An association study of a SNP and a specific disorder involves determining the presence or frequency of the SNP allele in biological samples from individuals with the disorder of interest, such as AD, and comparing the information to that of controls (i.e., individuals who do not have the disorder; controls may be also referred to as “healthy” or “normal” individuals) who are preferably of similar age and race. The appropriate selection of patients and controls is important to the success of SNP association studies. Therefore, a pool of individuals with well-characterized phenotypes is extremely desirable.

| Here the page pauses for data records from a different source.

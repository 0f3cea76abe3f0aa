use std::net::SocketAddr;
use std::sync::Arc;
use std::time::Duration;

use anyhow::{Context, Result};
use serde_json::Value;
use tokio::io::{AsyncBufReadExt, AsyncWriteExt, BufReader};
use tokio::net::TcpListener;
use tokio::sync::watch;
use tokio::time::MissedTickBehavior;
use tracing::{debug, info, warn};
use webrc::protocol::{Response, SessionId, StatusCode};
use webrc::runtime::{self, QueueState, RemoteControlConfig, SessionRegistry};

use super::protocol::{DaemonRequest, DaemonResponse, SessionInfo};

/// Sweep period when no idle timeout is configured; the tick is ignored.
const IDLE_SWEEP_DISABLED_PERIOD: Duration = Duration::from_secs(3600);
const MIN_IDLE_SWEEP_PERIOD: Duration = Duration::from_millis(100);

/// Line-oriented JSON front end over a [`SessionRegistry`].
pub struct Daemon {
	registry: Arc<SessionRegistry>,
	shutdown_tx: watch::Sender<bool>,
	shutdown_rx: watch::Receiver<bool>,
	listener: TcpListener,
}

impl Daemon {
	/// Binds `127.0.0.1:<config.port>`. Port 0 picks a free port.
	pub async fn bind(config: RemoteControlConfig) -> Result<Self> {
		let addr = format!("127.0.0.1:{}", config.port);
		let listener = TcpListener::bind(&addr)
			.await
			.with_context(|| format!("Failed to bind server socket: {addr}"))?;
		let local = listener.local_addr().context("Failed to read bound address")?;
		info!(target = "webrc.daemon", addr = %local, "server listening");

		let (shutdown_tx, shutdown_rx) = watch::channel(false);
		Ok(Self {
			registry: Arc::new(SessionRegistry::new(config)),
			shutdown_tx,
			shutdown_rx,
			listener,
		})
	}

	pub fn local_addr(&self) -> Result<SocketAddr> {
		self.listener.local_addr().context("Failed to read bound address")
	}

	pub fn registry(&self) -> &Arc<SessionRegistry> {
		&self.registry
	}

	/// Serves connections until a shutdown request or signal, then closes
	/// every session.
	pub async fn run(mut self) -> Result<()> {
		let idle_timeout = self.registry.config().idle_session_timeout();
		let period = idle_timeout.map_or(IDLE_SWEEP_DISABLED_PERIOD, |timeout| {
			(timeout / 2).max(MIN_IDLE_SWEEP_PERIOD)
		});
		let mut sweep = tokio::time::interval(period);
		sweep.set_missed_tick_behavior(MissedTickBehavior::Delay);

		let signals = shutdown_signal();
		tokio::pin!(signals);

		loop {
			tokio::select! {
				_ = self.shutdown_rx.changed() => {
					if *self.shutdown_rx.borrow() {
						info!(target = "webrc.daemon", "shutdown requested via message");
						break;
					}
				}
				signal = &mut signals => {
					match signal {
						Ok(name) => info!(target = "webrc.daemon", signal = name, "received signal, shutting down"),
						Err(err) => warn!(target = "webrc.daemon", error = %err, "signal handler failed, shutting down"),
					}
					break;
				}
				_ = sweep.tick(), if idle_timeout.is_some() => {
					if let Some(max_idle) = idle_timeout {
						let swept = self.registry.sweep_idle(max_idle);
						if !swept.is_empty() {
							info!(target = "webrc.daemon", count = swept.len(), "closed idle sessions");
						}
					}
				}
				accept = self.listener.accept() => {
					let (stream, peer) = accept.context("Server accept failed")?;
					debug!(target = "webrc.daemon", %peer, "connection accepted");
					let registry = Arc::clone(&self.registry);
					let shutdown_tx = self.shutdown_tx.clone();
					tokio::spawn(async move {
						if let Err(err) = handle_client(stream, registry, shutdown_tx).await {
							warn!(target = "webrc.daemon", error = %err, "connection error");
						}
					});
				}
			}
		}

		self.registry.shutdown();
		Ok(())
	}
}

#[cfg(unix)]
async fn shutdown_signal() -> Result<&'static str> {
	use tokio::signal::unix::{SignalKind, signal};

	let mut sigterm = signal(SignalKind::terminate()).context("Failed to install SIGTERM handler")?;
	let mut sigint = signal(SignalKind::interrupt()).context("Failed to install SIGINT handler")?;
	tokio::select! {
		_ = sigterm.recv() => Ok("SIGTERM"),
		_ = sigint.recv() => Ok("SIGINT"),
	}
}

#[cfg(not(unix))]
async fn shutdown_signal() -> Result<&'static str> {
	tokio::signal::ctrl_c()
		.await
		.context("Failed to install Ctrl+C handler")?;
	Ok("Ctrl+C")
}

async fn handle_client<S>(stream: S, registry: Arc<SessionRegistry>, shutdown_tx: watch::Sender<bool>) -> Result<()>
where
	S: tokio::io::AsyncRead + tokio::io::AsyncWrite + Unpin,
{
	let (read_half, mut write_half) = tokio::io::split(stream);
	let mut reader = BufReader::new(read_half);
	let mut line = String::new();

	loop {
		line.clear();
		let bytes = reader
			.read_line(&mut line)
			.await
			.context("Failed reading request")?;
		if bytes == 0 {
			break;
		}
		if line.trim().is_empty() {
			continue;
		}

		let request = match serde_json::from_str::<DaemonRequest>(line.trim_end()) {
			Ok(req) => req,
			Err(err) => {
				let response = DaemonResponse::Error {
					code: "invalid_request".to_string(),
					message: err.to_string(),
				};
				write_response(&mut write_half, &response).await?;
				continue;
			}
		};

		let response = handle_request(&registry, &shutdown_tx, request).await;
		write_response(&mut write_half, &response).await?;
	}

	Ok(())
}

async fn write_response<W>(writer: &mut W, response: &DaemonResponse) -> Result<()>
where
	W: tokio::io::AsyncWrite + Unpin,
{
	let payload = serde_json::to_string(response).context("Failed to serialize response")?;
	writer
		.write_all(format!("{payload}\n").as_bytes())
		.await
		.context("Failed writing response")?;
	writer.flush().await.context("Failed flushing response")?;
	Ok(())
}

/// Executes one request against the registry.
pub(crate) async fn handle_request(
	registry: &SessionRegistry,
	shutdown_tx: &watch::Sender<bool>,
	request: DaemonRequest,
) -> DaemonResponse {
	match request {
		DaemonRequest::Ping => DaemonResponse::Pong,
		DaemonRequest::NewSession { capabilities } => {
			let session = registry.new_session(capabilities);
			DaemonResponse::Session {
				session_id: session.id().clone(),
			}
		}
		DaemonRequest::Command { session_id, verb, args } => {
			let session = match registry.get(&session_id) {
				Ok(session) => session,
				Err(err) => return runtime_error(err),
			};
			match session.queue().do_command(&verb, args).await {
				Ok(response) => DaemonResponse::Response { response },
				Err(err) => runtime_error(err),
			}
		}
		DaemonRequest::Poll {
			session_id,
			result,
			status,
		} => {
			let session = match registry.get(&session_id) {
				Ok(session) => session,
				Err(err) => return runtime_error(err),
			};
			let queue = session.queue();
			if let Some(value) = result {
				if let Err(err) = queue.put_response(agent_response(session_id, status, value)) {
					return runtime_error(err);
				}
			}
			DaemonResponse::Command {
				command: queue.get_next_command().await,
			}
		}
		DaemonRequest::Post {
			session_id,
			result,
			status,
		} => {
			let session = match registry.get(&session_id) {
				Ok(session) => session,
				Err(err) => return runtime_error(err),
			};
			match session.queue().put_response(agent_response(session_id, status, result)) {
				Ok(()) => DaemonResponse::Ok,
				Err(err) => runtime_error(err),
			}
		}
		DaemonRequest::EndSession { session_id } => match registry.end_session(&session_id) {
			Ok(()) => DaemonResponse::Ok,
			Err(err) => runtime_error(err),
		},
		DaemonRequest::ListSessions => {
			let list = registry
				.list()
				.into_iter()
				.filter_map(|id| registry.try_get(&id))
				.map(|session| SessionInfo {
					session_id: session.id().clone(),
					capabilities: session.capabilities().clone(),
					state: state_name(session.queue().state()).to_string(),
					idle_ms: u64::try_from(session.idle_for().as_millis()).unwrap_or(u64::MAX),
				})
				.collect();
			DaemonResponse::Sessions { list }
		}
		DaemonRequest::SetSpeed { session_id, speed_ms } => {
			let speed = Duration::from_millis(speed_ms);
			match session_id {
				Some(id) => match registry.get(&id) {
					Ok(session) => {
						session.queue().set_queue_delay(speed);
						DaemonResponse::Ok
					}
					Err(err) => runtime_error(err),
				},
				None => {
					registry.set_default_speed(speed);
					DaemonResponse::Ok
				}
			}
		}
		DaemonRequest::Shutdown => {
			let _ = shutdown_tx.send(true);
			DaemonResponse::Ok
		}
	}
}

/// Response for a result posted by the agent; no status means success.
fn agent_response(session_id: SessionId, status: Option<i32>, value: Value) -> Response {
	Response {
		session_id: Some(session_id),
		status: status.unwrap_or(StatusCode::Success.code()),
		value,
	}
}

fn state_name(state: QueueState) -> &'static str {
	match state {
		QueueState::Idle => "idle",
		QueueState::CommandPending => "command_pending",
		QueueState::ResultPending => "result_pending",
		QueueState::Closed => "closed",
	}
}

fn runtime_error(err: runtime::Error) -> DaemonResponse {
	let code = match &err {
		runtime::Error::IllegalState(_) => "illegal_state",
		runtime::Error::SessionClosed { .. } => "session_closed",
		runtime::Error::SessionNotFound(_) => "session_not_found",
		runtime::Error::NoSuchElement { .. } => "no_such_element",
		runtime::Error::StaleElementReference { .. } => "stale_element_reference",
		runtime::Error::Config { .. } => "config",
	};
	debug!(target = "webrc.daemon", code, error = %err, "request failed");
	DaemonResponse::Error {
		code: code.to_string(),
		message: err.to_string(),
	}
}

A SNP may be screened in diseased tissue samples or any biological sample obtained from a diseased individual, and compared to control samples, and selected for its increased (or decreased) occurrence in a specific pathological condition, such as pathologies related to AD. Once a statistically significant association is established between one or more SNPs and a pathological condition (or other phenotype) of interest, then the regions around the SNPs can optionally be thoroughly screened to identify the causative genetic locus or sequences (e.g., the causative SNP/mutation, gene, regulatory region, etc.) that influences the pathological condition or phenotype. Association studies may be conducted within the general population and are not limited to studies performed on related individuals in affected families (linkage studies).
Clinical trials have shown that patient response to treatment with pharmaceuticals is often heterogeneous. There is a continuing need to improve pharmaceutical agent design and therapy. In that regard, SNPs can be used to identify patients most suited to therapy with particular pharmaceutical agents (this is often termed “pharmacogenomics”). Similarly, SNPs can be used to exclude patients from certain treatments due to the patient's increased likelihood of developing toxic side effects or his [their] likelihood of not responding to the treatment. Pharmacogenomics can also be used in pharmaceutical research to assist the drug development and selection process (Linder et al., Clinical Chemistry 43, 254 [1997]; Marshall, Nature Biotechnology 15, 1249 [1997]; International Patent Application WO 97/40462, Spectra Biomedical; and Schafer et al., Nature Biotechnology 16, 3 [1998]).